Recorded information
►

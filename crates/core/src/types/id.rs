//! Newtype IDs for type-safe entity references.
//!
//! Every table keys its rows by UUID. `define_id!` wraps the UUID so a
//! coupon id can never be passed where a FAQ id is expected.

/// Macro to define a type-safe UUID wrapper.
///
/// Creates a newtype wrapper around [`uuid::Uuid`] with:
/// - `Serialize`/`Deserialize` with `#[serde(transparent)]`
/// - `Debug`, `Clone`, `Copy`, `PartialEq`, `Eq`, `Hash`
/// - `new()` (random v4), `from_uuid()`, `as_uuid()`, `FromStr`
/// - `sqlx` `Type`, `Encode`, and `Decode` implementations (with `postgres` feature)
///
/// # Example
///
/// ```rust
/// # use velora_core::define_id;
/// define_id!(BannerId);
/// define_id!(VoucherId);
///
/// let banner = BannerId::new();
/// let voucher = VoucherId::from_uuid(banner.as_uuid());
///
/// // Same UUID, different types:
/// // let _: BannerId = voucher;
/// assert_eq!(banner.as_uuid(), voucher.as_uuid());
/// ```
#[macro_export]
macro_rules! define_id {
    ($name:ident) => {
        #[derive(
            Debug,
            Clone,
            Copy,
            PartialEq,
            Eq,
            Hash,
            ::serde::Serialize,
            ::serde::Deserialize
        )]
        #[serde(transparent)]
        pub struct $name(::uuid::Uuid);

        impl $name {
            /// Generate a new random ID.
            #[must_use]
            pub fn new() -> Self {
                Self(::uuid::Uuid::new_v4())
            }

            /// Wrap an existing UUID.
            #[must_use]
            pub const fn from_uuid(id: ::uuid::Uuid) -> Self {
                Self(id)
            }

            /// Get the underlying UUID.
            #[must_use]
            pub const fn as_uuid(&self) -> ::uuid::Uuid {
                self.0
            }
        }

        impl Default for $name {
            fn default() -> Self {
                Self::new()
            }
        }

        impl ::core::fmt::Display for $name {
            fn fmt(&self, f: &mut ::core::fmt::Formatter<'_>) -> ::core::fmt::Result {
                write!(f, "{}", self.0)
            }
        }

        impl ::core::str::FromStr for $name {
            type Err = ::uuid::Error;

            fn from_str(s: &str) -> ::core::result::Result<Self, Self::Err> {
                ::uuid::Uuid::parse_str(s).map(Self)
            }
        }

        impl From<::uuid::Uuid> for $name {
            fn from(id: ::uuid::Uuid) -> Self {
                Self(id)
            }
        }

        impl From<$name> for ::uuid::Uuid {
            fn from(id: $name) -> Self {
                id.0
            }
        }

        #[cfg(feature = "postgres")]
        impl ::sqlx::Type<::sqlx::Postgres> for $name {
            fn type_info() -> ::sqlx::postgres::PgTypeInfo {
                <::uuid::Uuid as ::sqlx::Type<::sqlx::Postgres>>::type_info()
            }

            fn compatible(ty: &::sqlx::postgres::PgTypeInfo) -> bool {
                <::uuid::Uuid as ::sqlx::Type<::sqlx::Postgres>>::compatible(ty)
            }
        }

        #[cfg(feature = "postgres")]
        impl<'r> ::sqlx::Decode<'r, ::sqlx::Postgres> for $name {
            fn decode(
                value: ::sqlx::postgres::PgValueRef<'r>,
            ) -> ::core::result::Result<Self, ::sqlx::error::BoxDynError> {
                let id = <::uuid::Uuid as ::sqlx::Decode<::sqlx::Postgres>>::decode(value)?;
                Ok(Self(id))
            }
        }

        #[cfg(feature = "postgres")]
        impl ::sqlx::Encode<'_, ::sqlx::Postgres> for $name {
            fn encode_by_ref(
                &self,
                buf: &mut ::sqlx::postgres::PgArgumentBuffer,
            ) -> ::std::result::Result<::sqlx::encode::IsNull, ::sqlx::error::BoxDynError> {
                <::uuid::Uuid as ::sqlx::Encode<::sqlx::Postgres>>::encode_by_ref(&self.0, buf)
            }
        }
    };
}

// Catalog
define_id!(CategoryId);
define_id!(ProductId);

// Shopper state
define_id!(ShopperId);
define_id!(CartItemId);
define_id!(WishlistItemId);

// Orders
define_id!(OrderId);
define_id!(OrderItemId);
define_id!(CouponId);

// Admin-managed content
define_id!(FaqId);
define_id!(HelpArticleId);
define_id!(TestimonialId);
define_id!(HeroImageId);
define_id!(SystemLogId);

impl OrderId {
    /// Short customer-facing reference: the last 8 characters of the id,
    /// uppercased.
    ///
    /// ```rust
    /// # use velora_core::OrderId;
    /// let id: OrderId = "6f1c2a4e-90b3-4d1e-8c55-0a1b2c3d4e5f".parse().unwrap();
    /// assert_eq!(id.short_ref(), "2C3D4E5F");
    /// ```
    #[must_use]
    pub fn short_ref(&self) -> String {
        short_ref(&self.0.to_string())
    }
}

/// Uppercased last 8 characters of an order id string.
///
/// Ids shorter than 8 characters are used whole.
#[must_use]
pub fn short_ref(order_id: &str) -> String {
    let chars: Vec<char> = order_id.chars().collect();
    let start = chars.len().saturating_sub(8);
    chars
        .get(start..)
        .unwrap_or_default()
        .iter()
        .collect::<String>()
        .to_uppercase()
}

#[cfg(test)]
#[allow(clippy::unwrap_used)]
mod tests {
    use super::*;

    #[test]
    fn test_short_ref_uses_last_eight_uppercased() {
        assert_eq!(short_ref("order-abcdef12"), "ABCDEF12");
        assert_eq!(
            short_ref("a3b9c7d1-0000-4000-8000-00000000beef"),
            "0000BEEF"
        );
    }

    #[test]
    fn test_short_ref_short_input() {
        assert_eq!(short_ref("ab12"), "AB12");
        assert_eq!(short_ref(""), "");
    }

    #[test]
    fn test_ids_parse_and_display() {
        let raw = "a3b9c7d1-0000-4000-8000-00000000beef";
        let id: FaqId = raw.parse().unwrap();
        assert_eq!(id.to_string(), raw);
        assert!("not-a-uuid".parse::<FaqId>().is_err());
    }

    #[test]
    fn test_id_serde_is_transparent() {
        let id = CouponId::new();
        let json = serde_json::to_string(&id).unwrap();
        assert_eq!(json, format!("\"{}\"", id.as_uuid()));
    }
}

◄
►

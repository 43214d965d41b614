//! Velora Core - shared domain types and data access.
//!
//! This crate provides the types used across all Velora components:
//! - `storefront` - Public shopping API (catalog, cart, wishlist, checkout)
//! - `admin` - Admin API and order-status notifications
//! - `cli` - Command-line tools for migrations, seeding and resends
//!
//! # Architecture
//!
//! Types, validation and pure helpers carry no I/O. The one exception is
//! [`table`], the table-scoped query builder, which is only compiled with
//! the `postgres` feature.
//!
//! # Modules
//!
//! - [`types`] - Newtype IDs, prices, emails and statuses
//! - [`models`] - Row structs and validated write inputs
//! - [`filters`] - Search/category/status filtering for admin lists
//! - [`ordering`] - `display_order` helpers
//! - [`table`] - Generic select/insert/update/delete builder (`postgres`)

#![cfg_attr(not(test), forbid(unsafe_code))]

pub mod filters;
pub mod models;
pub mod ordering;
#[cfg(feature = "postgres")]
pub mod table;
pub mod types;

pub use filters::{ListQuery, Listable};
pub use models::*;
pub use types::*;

◄

Brief
Would you copy out each line of the records above where the word "Deserialize" occurs?

Output for this exercise
/// - `Serialize`/`Deserialize` with `#[serde(transparent)]`
            ::serde::Deserialize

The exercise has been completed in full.